◆ Work request
Check each line of the records for "specified"; collect those that have it.

◆ Records for processing
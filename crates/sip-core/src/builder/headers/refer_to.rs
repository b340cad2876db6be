use crate::error::{Error, Result};
use crate::types::{
    refer_to::ReferTo,
    address::Address,
    uri::Uri,
    headers::HeaderName,
    headers::TypedHeader,
    headers::header_access::HeaderAccess,
};
use std::str::FromStr;
use super::HeaderSetter;

/// ReferTo header builder
///
/// This module provides builder methods for the Refer-To header in SIP messages.
///
/// ## SIP Refer-To Header Overview
///
/// The Refer-To header is defined in [RFC 3515](https://datatracker.ietf.org/doc/html/rfc3515)
/// as part of the SIP REFER method. It specifies a URI or address that the recipient should
/// contact, enabling call transfers and other features.
///
/// ## Purpose of Refer-To Header
///
/// The Refer-To header serves several important purposes in SIP:
///
/// 1. It provides the target address for call transfers (attended or blind)
/// 2. It specifies the method to use when contacting the target
/// 3. It can include dialog identification for replacements
/// 4. It enables advanced call control scenarios like click-to-dial
///
/// ## Common Use Cases
///
/// - **Blind Transfer**: Transfer a call to a third party without consultation
/// - **Attended Transfer**: Transfer after speaking with the transfer target
/// - **Click-to-Dial**: Instruct a phone to make a call
/// - **Call Replacement**: Replace an existing call with a new one
///
/// ## Format Examples
///
/// ```text
/// Refer-To: <sip:alice@atlanta.example.com>
/// Refer-To: <sip:bob@biloxi.example.com;method=INVITE>
/// Refer-To: "Bob" <sip:bob@biloxi.example.com?Replaces=12345%40atlanta.example.com%3Bto-tag%3D12345%3Bfrom-tag%3D5FFE-3994>
/// ```
///
/// # Examples
///
/// ## Simple Blind Transfer
///
/// ```rust
/// use rvoip_sip_core::prelude::*;
/// use rvoip_sip_core::builder::{SimpleRequestBuilder, headers::ReferToExt};
///
/// // Create a REFER request for a blind transfer
/// let refer = SimpleRequestBuilder::new(Method::Refer, "sip:bob@example.com").unwrap()
///     .from("Alice", "sip:alice@example.com", Some("ref-1"))
///     .to("Bob", "sip:bob@example.com", Some("abc123"))
///     .contact("<sip:alice@192.0.2.1:5060>", None)
///     .refer_to_uri("sip:carol@example.com")
///     .build();
///
/// // Bob will be instructed to send an INVITE to Carol
/// ```
///
/// ## Attended Transfer with Replaces
///
/// ```rust
/// use rvoip_sip_core::prelude::*;
/// use rvoip_sip_core::builder::{SimpleRequestBuilder, headers::ReferToExt};
///
/// // Create a REFER for attended transfer with Replaces information
/// let refer = SimpleRequestBuilder::new(Method::Refer, "sip:bob@example.com").unwrap()
///     .from("Alice", "sip:alice@example.com", Some("ref-2"))
///     .to("Bob", "sip:bob@example.com", Some("xyz789"))
///     .contact("<sip:alice@192.0.2.1:5060>", None)
///     // URI with Replaces parameter to specify which dialog to replace
///     .refer_to_uri("sip:carol@example.com?Replaces=abcdef%40example.com%3Bto-tag%3D123%3Bfrom-tag%3D456")
///     .build();
///
/// // Bob will send an INVITE to Carol with a Replaces header
/// ```
///
/// ## Click-to-Dial with Display Name
///
/// ```rust
/// use rvoip_sip_core::prelude::*;
/// use rvoip_sip_core::builder::{SimpleRequestBuilder, headers::ReferToExt};
///
/// // Create a REFER for a click-to-dial service
/// let refer = SimpleRequestBuilder::new(Method::Refer, "sip:dialer@example.com").unwrap()
///     .from("WebPortal", "sip:portal@example.com", Some("c2d-1"))
///     .to("DialService", "sip:dialer@example.com", None)
///     .contact("<sip:portal@203.0.113.5:5060>", None)
///     .refer_to_address("Customer Support", "sip:+1-800-555-0199@example.com")
///     .build();
///
/// // The dialer service will initiate a call to the customer support number
/// ```
pub trait ReferToExt {
    /// Add a Refer-To header with a URI
    ///
    /// This method adds a Refer-To header with the specified URI. This is the simplest
    /// form for creating a Refer-To header when only the target URI is needed.
    ///
    /// # Parameters
    ///
    /// * `uri` - The URI to include in the Refer-To header, as a string
    ///
    /// # Returns
    ///
    /// * `Self` - The builder with the Refer-To header added
    ///
    /// # Examples
    ///
    /// ```rust
    /// use rvoip_sip_core::prelude::*;
    /// use rvoip_sip_core::builder::{SimpleRequestBuilder, headers::ReferToExt};
    ///
    /// // Create a simple REFER for a blind transfer
    /// let refer = SimpleRequestBuilder::new(Method::Refer, "sip:bob@example.com").unwrap()
    ///     .from("Alice", "sip:alice@example.com", Some("ref-1"))
    ///     .to("Bob", "sip:bob@example.com", None)
    ///     .refer_to_uri("sip:carol@example.com")
    ///     .build();
    ///
    /// // Bob should contact Carol using a new INVITE
    /// ```
    fn refer_to_uri(self, uri: impl Into<String>) -> Self;
    
    /// Add a Refer-To header with a URI and display name
    ///
    /// This method adds a Refer-To header with a display name and URI. This form is useful
    /// when the reference target should include a human-readable name.
    ///
    /// # Parameters
    ///
    /// * `display_name` - The display name to include
    /// * `uri` - The URI to include, as a string
    ///
    /// # Returns
    ///
    /// * `Self` - The builder with the Refer-To header added
    ///
    /// # Examples
    ///
    /// ```rust
    /// use rvoip_sip_core::prelude::*;
    /// use rvoip_sip_core::builder::{SimpleRequestBuilder, headers::ReferToExt};
    ///
    /// // Create a REFER with a display name
    /// let refer = SimpleRequestBuilder::new(Method::Refer, "sip:receptionist@example.com").unwrap()
    ///     .from("Executive", "sip:executive@example.com", Some("refer-1"))
    ///     .to("Receptionist", "sip:receptionist@example.com", None)
    ///     .refer_to_address("IT Department", "sip:helpdesk@example.com")
    ///     .build();
    ///
    /// // The receptionist will see "IT Department" as the display name
    /// ```
    fn refer_to_address(self, display_name: impl Into<String>, uri: impl Into<String>) -> Self;
    
    /// Add a Refer-To header with a prebuilt Address object
    ///
    /// This method adds a Refer-To header with a fully constructed Address object.
    /// This provides the most control when building complex Refer-To headers.
    ///
    /// # Parameters
    ///
    /// * `address` - The Address object to use for the Refer-To header
    ///
    /// # Returns
    ///
    /// * `Self` - The builder with the Refer-To header added
    ///
    /// # Examples
    ///
    /// ```rust
    /// use rvoip_sip_core::prelude::*;
    /// use rvoip_sip_core::builder::{SimpleRequestBuilder, headers::ReferToExt};
    /// use std::str::FromStr;
    ///
    /// // Create a REFER with a custom Address
    /// let refer = SimpleRequestBuilder::new(Method::Refer, "sip:phone@example.com").unwrap()
    ///     .from("User", "sip:user@example.com", Some("ref-custom"))
    ///     .to("Phone", "sip:phone@example.com", None)
    ///     .refer_to_with_address({
    ///         let uri = Uri::from_str("sip:conference@example.com;transport=tls").unwrap();
    ///         let mut address = Address::new_with_display_name("Conference Room", uri);
    ///         address.set_tag("conf-123");
    ///         address
    ///     })
    ///     .build();
    ///
    /// // Contains a fully customized Refer-To header
    /// ```
    fn refer_to_with_address(self, address: Address) -> Self;
    
    /// Add a Refer-To header for a blind transfer
    ///
    /// This convenience method adds a Refer-To header specifically formatted for a blind transfer
    /// scenario, where a call is transferred without prior consultation.
    ///
    /// # Parameters
    ///
    /// * `target_uri` - The URI of the transfer target
    ///
    /// # Returns
    ///
    /// * `Self` - The builder with the Refer-To header added
    ///
    /// # Examples
    ///
    /// ```rust
    /// use rvoip_sip_core::prelude::*;
    /// use rvoip_sip_core::builder::{SimpleRequestBuilder, headers::ReferToExt};
    ///
    /// // Create a REFER for a blind transfer to Carol
    /// let refer = SimpleRequestBuilder::new(Method::Refer, "sip:bob@example.com").unwrap()
    ///     .from("Alice", "sip:alice@example.com", Some("b-ref"))
    ///     .to("Bob", "sip:bob@example.com", Some("def456"))
    ///     .refer_to_blind_transfer("sip:carol@example.com")
    ///     .build();
    ///
    /// // Bob will blind transfer the call to Carol
    /// ```
    fn refer_to_blind_transfer(self, target_uri: impl Into<String>) -> Self;
    
    /// Add a Refer-To header for an attended transfer with Replaces
    ///
    /// This convenience method adds a Refer-To header specifically formatted for an attended transfer
    /// scenario, where a Replaces parameter is included to specify which dialog to replace.
    ///
    /// # Parameters
    ///
    /// * `target_uri` - The URI of the transfer target
    /// * `call_id` - The Call-ID of the dialog to be replaced
    /// * `to_tag` - The to-tag of the dialog to be replaced
    /// * `from_tag` - The from-tag of the dialog to be replaced
    ///
    /// # Returns
    ///
    /// * `Self` - The builder with the Refer-To header added
    ///
    /// # Examples
    ///
    /// ```rust
    /// use rvoip_sip_core::prelude::*;
    /// use rvoip_sip_core::builder::{SimpleRequestBuilder, headers::ReferToExt};
    ///
    /// // Create a REFER for an attended transfer
    /// let refer = SimpleRequestBuilder::new(Method::Refer, "sip:bob@example.com").unwrap()
    ///     .from("Alice", "sip:alice@example.com", Some("a-ref"))
    ///     .to("Bob", "sip:bob@example.com", Some("ghi789"))
    ///     .refer_to_attended_transfer(
    ///         "sip:carol@example.com",
    ///         "callid-1234567",
    ///         "to-tag-123",
    ///         "from-tag-456"
    ///     )
    ///     .build();
    ///
    /// // Bob will perform an attended transfer to Carol, replacing the specified dialog
    /// ```
    fn refer_to_attended_transfer(
        self, 
        target_uri: impl Into<String>,
        call_id: impl Into<String>,
        to_tag: impl Into<String>,
        from_tag: impl Into<String>
    ) -> Self;
}

impl<T> ReferToExt for T 
where 
    T: HeaderSetter,
{
    fn refer_to_uri(self, uri: impl Into<String>) -> Self {
        match Uri::from_str(&uri.into()) {
            Ok(parsed_uri) => {
                let address = Address::new(parsed_uri);
                let refer_to = ReferTo::new(address);
                self.set_header(refer_to)
            },
            Err(_) => self // In practice, should log error or return Result
        }
    }
    
    fn refer_to_address(self, display_name: impl Into<String>, uri: impl Into<String>) -> Self {
        match Uri::from_str(&uri.into()) {
            Ok(parsed_uri) => {
                let address = Address::new_with_display_name(display_name.into(), parsed_uri);
                let refer_to = ReferTo::new(address);
                self.set_header(refer_to)
            },
            Err(_) => self // In practice, should log error or return Result
        }
    }
    
    fn refer_to_with_address(self, address: Address) -> Self {
        let refer_to = ReferTo::new(address);
        self.set_header(refer_to)
    }
    
    fn refer_to_blind_transfer(self, target_uri: impl Into<String>) -> Self {
        // For blind transfer, we simply use the target URI
        self.refer_to_uri(target_uri)
    }
    
    fn refer_to_attended_transfer(
        self, 
        target_uri: impl Into<String>,
        call_id: impl Into<String>,
        to_tag: impl Into<String>,
        from_tag: impl Into<String>
    ) -> Self {
        let target = target_uri.into();
        let call_id = call_id.into();
        let to_tag = to_tag.into();
        let from_tag = from_tag.into();
        
        // Create the Replaces URI parameter with proper escaping
        // Format: Replaces=call-id;to-tag=to-tag;from-tag=from-tag
        // Note: In URI parameters, special characters must be percent-encoded
        let replaced_call_id = call_id.replace("%", "%25")
                                     .replace("@", "%40")
                                     .replace(";", "%3B")
                                     .replace("=", "%3D");
        
        // Construct the full URI with the Replaces parameter
        let uri_with_replaces = if target.contains("?") {
            // Target already has URI parameters
            format!("{}&Replaces={}%3Bto-tag%3D{}%3Bfrom-tag%3D{}", 
                   target, replaced_call_id, to_tag, from_tag)
        } else {
            // Target has no URI parameters yet
            format!("{}?Replaces={}%3Bto-tag%3D{}%3Bfrom-tag%3D{}", 
                   target, replaced_call_id, to_tag, from_tag)
        };
        
        self.refer_to_uri(uri_with_replaces)
    }
}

◆ Answer to this task
    /// This method adds a Refer-To header with the specified URI. This is the simplest
    /// // Bob will perform an attended transfer to Carol, replacing the specified dialog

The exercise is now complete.